Of the entries below, copy only those lines that contain the word "push".
>>>>>
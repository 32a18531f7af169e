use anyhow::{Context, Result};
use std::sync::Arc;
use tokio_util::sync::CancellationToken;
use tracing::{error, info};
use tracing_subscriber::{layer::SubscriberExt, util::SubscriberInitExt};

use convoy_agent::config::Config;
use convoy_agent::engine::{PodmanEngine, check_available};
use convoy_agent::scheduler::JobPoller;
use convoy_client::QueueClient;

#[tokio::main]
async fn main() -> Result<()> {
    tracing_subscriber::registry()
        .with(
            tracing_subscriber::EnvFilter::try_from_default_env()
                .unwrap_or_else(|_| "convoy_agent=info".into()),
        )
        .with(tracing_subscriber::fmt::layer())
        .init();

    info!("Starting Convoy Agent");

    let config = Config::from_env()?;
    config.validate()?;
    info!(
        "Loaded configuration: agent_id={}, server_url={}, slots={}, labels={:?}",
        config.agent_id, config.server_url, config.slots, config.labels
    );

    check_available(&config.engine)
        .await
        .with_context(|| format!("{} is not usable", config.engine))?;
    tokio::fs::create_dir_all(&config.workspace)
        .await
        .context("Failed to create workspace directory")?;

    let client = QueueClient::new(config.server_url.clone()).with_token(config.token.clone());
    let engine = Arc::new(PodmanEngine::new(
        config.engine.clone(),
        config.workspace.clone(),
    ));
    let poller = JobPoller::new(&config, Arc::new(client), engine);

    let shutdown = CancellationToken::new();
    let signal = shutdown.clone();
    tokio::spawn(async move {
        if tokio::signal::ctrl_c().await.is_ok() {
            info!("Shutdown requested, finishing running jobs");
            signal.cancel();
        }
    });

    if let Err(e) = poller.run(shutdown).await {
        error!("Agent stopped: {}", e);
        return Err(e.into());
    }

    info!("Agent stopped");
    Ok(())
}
<<<<<
>>>>>
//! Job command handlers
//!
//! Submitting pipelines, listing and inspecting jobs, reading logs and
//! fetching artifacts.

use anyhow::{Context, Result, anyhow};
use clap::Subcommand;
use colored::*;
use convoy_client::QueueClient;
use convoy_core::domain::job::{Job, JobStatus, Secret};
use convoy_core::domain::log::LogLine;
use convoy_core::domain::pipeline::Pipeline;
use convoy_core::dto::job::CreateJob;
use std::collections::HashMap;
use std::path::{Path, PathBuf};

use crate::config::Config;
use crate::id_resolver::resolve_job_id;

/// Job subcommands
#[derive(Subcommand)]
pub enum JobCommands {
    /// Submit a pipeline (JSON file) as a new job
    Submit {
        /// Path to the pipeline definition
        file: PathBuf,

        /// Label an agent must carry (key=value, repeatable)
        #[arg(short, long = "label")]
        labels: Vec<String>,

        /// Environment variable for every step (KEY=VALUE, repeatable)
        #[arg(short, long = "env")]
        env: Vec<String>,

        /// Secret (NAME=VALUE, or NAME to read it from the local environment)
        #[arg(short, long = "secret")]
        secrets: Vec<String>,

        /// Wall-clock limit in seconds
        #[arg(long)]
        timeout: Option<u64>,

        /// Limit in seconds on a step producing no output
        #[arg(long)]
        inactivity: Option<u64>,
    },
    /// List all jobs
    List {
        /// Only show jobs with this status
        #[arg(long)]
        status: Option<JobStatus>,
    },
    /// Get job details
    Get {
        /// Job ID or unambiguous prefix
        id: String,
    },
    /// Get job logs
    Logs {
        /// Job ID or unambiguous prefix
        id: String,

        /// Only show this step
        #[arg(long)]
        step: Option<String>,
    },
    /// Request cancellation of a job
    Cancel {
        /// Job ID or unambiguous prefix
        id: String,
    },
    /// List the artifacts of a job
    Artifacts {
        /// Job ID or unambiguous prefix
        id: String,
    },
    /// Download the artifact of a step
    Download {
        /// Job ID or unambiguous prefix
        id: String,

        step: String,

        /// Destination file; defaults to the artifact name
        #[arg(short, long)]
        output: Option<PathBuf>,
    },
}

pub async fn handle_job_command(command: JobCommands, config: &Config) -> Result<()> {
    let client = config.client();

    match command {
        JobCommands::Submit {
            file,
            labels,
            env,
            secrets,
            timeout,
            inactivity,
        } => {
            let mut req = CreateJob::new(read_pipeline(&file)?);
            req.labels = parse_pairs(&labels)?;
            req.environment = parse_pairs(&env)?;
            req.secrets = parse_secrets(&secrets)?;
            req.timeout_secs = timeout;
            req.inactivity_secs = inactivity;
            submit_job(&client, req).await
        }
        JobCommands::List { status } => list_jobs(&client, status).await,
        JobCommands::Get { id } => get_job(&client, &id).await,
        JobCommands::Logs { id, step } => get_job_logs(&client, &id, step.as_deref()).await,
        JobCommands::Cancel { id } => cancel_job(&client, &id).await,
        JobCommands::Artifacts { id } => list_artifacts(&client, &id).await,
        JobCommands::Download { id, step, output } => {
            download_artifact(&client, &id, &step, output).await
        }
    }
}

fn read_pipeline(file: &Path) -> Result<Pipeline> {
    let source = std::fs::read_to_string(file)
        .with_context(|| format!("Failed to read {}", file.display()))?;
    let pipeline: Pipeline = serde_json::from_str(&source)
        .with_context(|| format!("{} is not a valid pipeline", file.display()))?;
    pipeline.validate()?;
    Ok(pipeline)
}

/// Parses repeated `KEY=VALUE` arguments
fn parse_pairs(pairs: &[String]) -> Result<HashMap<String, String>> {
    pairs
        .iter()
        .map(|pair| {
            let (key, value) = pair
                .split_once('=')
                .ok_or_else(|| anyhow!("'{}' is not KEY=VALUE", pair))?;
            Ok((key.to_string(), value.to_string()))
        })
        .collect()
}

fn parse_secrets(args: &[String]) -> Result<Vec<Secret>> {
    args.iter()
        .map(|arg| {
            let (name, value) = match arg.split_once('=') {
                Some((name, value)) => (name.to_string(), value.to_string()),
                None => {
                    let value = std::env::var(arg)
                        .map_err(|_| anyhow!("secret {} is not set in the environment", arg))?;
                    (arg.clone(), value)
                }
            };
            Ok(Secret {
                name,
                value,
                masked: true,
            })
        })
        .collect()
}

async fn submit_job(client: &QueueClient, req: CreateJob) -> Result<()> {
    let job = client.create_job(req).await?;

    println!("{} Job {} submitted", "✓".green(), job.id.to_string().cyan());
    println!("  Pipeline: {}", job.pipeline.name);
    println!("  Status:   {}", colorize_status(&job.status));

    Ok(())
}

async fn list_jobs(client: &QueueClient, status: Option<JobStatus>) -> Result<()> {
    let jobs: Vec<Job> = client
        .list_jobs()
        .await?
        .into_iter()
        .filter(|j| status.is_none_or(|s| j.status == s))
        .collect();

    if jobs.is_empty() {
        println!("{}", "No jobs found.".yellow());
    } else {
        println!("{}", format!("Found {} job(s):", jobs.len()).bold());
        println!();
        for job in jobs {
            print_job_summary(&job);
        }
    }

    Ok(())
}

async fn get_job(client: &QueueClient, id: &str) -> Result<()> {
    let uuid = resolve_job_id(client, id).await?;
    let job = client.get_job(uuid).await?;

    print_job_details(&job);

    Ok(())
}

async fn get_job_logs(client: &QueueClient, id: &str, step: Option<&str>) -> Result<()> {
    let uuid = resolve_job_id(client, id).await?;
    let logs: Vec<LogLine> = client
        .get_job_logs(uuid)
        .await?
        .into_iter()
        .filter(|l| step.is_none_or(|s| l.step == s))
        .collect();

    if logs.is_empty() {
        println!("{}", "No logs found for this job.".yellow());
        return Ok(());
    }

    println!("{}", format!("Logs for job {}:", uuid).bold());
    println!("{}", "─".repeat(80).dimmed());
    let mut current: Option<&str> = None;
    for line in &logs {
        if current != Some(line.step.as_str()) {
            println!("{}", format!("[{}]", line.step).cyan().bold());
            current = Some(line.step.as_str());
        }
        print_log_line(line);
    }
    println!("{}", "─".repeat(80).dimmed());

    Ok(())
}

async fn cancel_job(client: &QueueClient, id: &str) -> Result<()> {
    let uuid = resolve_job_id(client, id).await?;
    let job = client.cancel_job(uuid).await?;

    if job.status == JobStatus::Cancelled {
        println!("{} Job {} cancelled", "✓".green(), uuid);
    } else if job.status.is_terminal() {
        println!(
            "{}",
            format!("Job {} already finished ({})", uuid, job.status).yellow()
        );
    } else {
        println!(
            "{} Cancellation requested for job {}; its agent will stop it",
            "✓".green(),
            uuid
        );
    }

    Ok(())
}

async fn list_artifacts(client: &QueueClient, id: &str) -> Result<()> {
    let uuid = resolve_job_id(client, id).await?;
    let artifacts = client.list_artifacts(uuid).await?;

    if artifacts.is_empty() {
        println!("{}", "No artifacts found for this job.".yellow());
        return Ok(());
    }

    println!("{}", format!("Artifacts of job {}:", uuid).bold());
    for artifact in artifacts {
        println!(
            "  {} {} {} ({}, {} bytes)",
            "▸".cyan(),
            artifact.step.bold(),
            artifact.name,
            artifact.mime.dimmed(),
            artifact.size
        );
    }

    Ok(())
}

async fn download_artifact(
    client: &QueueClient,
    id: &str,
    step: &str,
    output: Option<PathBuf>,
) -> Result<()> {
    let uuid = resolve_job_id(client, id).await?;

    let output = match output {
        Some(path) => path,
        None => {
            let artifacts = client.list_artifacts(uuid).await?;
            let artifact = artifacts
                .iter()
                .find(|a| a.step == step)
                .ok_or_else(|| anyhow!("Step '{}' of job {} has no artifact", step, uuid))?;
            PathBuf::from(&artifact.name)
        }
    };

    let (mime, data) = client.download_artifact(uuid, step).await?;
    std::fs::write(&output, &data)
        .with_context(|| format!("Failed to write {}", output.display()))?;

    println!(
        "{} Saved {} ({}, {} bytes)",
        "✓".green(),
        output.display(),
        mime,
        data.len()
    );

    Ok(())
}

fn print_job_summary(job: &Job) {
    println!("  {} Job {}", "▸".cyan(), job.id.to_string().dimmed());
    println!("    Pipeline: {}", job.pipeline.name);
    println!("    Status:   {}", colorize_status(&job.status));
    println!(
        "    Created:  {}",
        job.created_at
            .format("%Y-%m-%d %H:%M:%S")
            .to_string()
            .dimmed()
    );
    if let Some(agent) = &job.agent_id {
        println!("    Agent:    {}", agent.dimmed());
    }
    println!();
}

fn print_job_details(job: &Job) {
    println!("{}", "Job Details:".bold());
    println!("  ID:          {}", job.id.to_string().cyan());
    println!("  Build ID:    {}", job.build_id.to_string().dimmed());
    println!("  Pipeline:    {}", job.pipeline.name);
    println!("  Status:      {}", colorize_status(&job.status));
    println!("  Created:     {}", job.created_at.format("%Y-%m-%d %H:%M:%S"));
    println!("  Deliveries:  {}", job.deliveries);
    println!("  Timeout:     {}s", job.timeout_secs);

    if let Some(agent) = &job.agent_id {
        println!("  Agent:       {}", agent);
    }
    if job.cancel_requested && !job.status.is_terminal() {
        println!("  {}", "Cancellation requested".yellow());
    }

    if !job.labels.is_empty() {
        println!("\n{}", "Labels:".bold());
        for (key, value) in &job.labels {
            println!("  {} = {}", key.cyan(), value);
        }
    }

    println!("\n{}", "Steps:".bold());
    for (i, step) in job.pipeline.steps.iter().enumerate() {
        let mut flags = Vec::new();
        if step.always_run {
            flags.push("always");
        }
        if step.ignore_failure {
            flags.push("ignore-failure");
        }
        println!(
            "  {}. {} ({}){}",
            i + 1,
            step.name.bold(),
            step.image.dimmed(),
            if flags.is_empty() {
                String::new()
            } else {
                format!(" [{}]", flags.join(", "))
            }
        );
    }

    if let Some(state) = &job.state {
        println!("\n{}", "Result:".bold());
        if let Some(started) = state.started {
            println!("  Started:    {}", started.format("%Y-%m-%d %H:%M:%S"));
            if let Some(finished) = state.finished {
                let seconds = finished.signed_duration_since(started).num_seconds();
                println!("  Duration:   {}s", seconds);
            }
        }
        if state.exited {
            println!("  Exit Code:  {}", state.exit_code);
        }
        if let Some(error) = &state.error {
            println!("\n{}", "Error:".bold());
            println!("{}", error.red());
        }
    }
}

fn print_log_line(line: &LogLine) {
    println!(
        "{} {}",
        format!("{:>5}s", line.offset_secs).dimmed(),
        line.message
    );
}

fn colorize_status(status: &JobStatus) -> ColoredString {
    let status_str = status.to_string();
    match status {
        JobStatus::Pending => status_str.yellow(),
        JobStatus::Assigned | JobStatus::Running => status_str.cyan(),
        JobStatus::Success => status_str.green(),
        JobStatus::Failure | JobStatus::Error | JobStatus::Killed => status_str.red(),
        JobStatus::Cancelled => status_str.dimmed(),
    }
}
<<<<<
EXERCISE RESULT:
            flags.push("always");
            flags.push("ignore-failure");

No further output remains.